Видимо Любина настойчивость, ее ощущение, с которым она нажимала на клавиши, переносилось на буквы из металла, бившие по черной ленте, оставлявшей отпечаток каждой буквы на бумаге, дошло до Небес и те раскрылись, и вложили в уста Леши слова: "У них все в порядке".
Мы отправились домой в автобусе, а потом на метро с ощущением, что свершилось нечто великое. Хотя было понятно, что с написанной Ниной Захаровной бумагой о наличии у нее материальных моральных претензий к дочери, мы скорее всего получим отказ: нам будет отказано в выезде.
Так оно и произошло.
Через какое-то время нам позвонили из центрального московского УВИРА и сказали, что нам отказано в выезде.
Через какое-то время речь зашла о гиюре. Конечно, в начале пути я не имел представления об этом понятии. Но, постепенно оно стало ясным.
Люба все принимала спокойно. Гиюр так гиюр. Правда, в душе, я уверен, ей было не просто.
Я начал разговаривать со стариками, на которых держалась синагога.
Реб Гече Виленскому было лет семьдесят пять. Он был хабадником, представителем любавического ребе в Москве. Но мне тогда это было не известно. Первый раз он мне отказал.
Сказал: "Я человек маленький щуплый. Если меня начнут пороть на том свете, то ведь бить-то некуда".

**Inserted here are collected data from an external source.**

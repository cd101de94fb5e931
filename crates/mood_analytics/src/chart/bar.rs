use super::scale::intensity_scale;
use crate::entry::{validate_entries, MoodEntry};
use crate::error::Result;
use chrono::NaiveDate;
use serde::{Deserialize, Serialize};

#[derive(Debug, Clone, Serialize, Deserialize, PartialEq)]
#[serde(rename_all = "camelCase")]
pub struct BarGeometry {
	/// `intensity / 10 * 100`.
	pub height_percent: f64,
	/// Abbreviated weekday of `date`, e.g. `Mon`.
	pub label: String,
	pub date: NaiveDate,
	pub intensity: u8,
}

/// One bar per entry, in window order.
///
/// # Errors
/// Fails with a validation error when any intensity is outside `1..=10`.
pub fn bar_geometry(entries: &[MoodEntry]) -> Result<Vec<BarGeometry>> {
	validate_entries(entries)?;
	let scale = intensity_scale();

	Ok(
		entries
			.iter()
			.map(|entry| BarGeometry {
				height_percent: scale.percent(entry.intensity),
				label: entry.date.format("%a").to_string(),
				date: entry.date,
				intensity: entry.intensity,
			})
			.collect(),
	)
}
use super::scale::{IntensityScale, LinearScale, PERCENT_RANGE};
use crate::entry::{validate_entries, MoodEntry};
use crate::error::Result;
use serde::{Deserialize, Serialize};

#[derive(Debug, Clone, Copy, Serialize, Deserialize, PartialEq)]
#[serde(rename_all = "camelCase")]
pub struct LinePoint {
	pub x_percent: f64,
	pub y_percent: f64,
}

/// Polyline vertices for a window, joined by straight segments.
///
/// `x_percent(i) = i / (n - 1) * 100`, with a single entry placed at 0.
///
/// `y_percent(i) = 100 - intensity / 10 * 100`. The subtraction is there
/// because the target surface has its origin at the top-left corner, so the
/// highest intensity sits at `y = 0`. A surface with a bottom-left origin must
/// use `intensity / 10 * 100` instead, or the trend line comes out flipped.
///
/// # Errors
/// Fails with a validation error when any intensity is outside `1..=10`.
#[allow(clippy::cast_precision_loss)]
pub fn line_geometry(entries: &[MoodEntry]) -> Result<Vec<LinePoint>> {
	validate_entries(entries)?;

	let last_index = entries.len().saturating_sub(1);
	let x = LinearScale::new([0.0, last_index as f64], PERCENT_RANGE);
	let y = IntensityScale::new(true);

	Ok(
		entries
			.iter()
			.enumerate()
			.map(|(index, entry)| LinePoint {
				x_percent: x.scale(index as f64),
				y_percent: y.percent(entry.intensity),
			})
			.collect(),
	)
}

/// `"x,y x,y ..."`, the `points` attribute of an SVG polyline.
pub fn polyline_points(points: &[LinePoint]) -> String {
	points
		.iter()
		.map(|point| format!("{},{}", point.x_percent, point.y_percent))
		.collect::<Vec<_>>()
		.join(" ")
}

#[cfg(test)]
mod tests {
	use super::*;
	use chrono::NaiveDate;

	fn window(intensities: &[u8]) -> Vec<MoodEntry> {
		let start = NaiveDate::from_ymd_opt(2024, 8, 1).unwrap();
		intensities
			.iter()
			.zip(start.iter_days())
			.map(|(&intensity, date)| MoodEntry::new(date, "Calm", intensity))
			.collect()
	}

	fn close(a: f64, b: f64) -> bool {
		(a - b).abs() < 1e-9
	}

	#[test]
	fn test_points() {
		let points = line_geometry(&window(&[10, 5, 1])).unwrap();
		assert!(close(points[0].x_percent, 0.0) && close(points[0].y_percent, 0.0));
		assert!(close(points[1].x_percent, 50.0) && close(points[1].y_percent, 50.0));
		assert!(close(points[2].x_percent, 100.0) && close(points[2].y_percent, 90.0));
	}

	#[test]
	fn test_single_point_at_origin_column() {
		let points = line_geometry(&window(&[7])).unwrap();
		assert_eq!(points.len(), 1);
		assert!(close(points[0].x_percent, 0.0));
		assert!(close(points[0].y_percent, 30.0));
	}

	#[test]
	fn test_higher_intensity_is_higher_on_screen() {
		let points = line_geometry(&window(&[2, 9])).unwrap();
		assert!(points[1].y_percent < points[0].y_percent);
	}

	#[test]
	fn test_rejects_out_of_range() {
		assert!(line_geometry(&window(&[5, 0])).is_err());
		assert!(line_geometry(&[]).unwrap().is_empty());
	}

	#[test]
	fn test_polyline_points() {
		let points = vec![
			LinePoint {
				x_percent: 0.0,
				y_percent: 20.0,
			},
			LinePoint {
				x_percent: 100.0,
				y_percent: 50.5,
			},
		];
		assert_eq!(polyline_points(&points), "0,20 100,50.5");
		assert_eq!(polyline_points(&[]), "");
	}
}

Прошло время. Я вращался в кругах изучающих Тору, начал преподавать, и не переставал разговаривать с реб Гейче. И в какой-то момент, видимо, решив, что он уже исполнил обязанность отталкивать поначалу того, кто пришел просить принять гиюр и присоединиться к еврейскому народу, согласился.
Миква в Москве была в то время только в центральной синагоге, в подвале. Старики привозили зимой лед и вода в основной части не считалась "начерпанной". Проверяли ее сто раз все авторитеты, которые приезжали из-за границы.
Бейт дин состоял из самых уважаемых людей: реб Гейче, реб Мотл Лифлиц, реб Исроэль.
Была и хупа. Ее поставил реб Виньемин, у которого я учил Талмуд, жил недалеко от нас.
Соблюдение было связано с посещением миквы раз в месяц. Зимой и летом. Вода в микве не подогревалась. Эмма Борисовна, "баланит", подогревала небольшой бассейн кипятильником для стакана воды.
Как Люба выживала – не знаю. Еще надо было доехать домой с мокрыми волосами, которые негде было высушить. А зимой нередко бывало минус двадцать, двадцать два градуса.
Она была не одна такая. Но ведь это Люба. Маленькая, хрупкая, болезненная. И кроме этого подвига много, много других великих дел, которые не все удостоились совершить.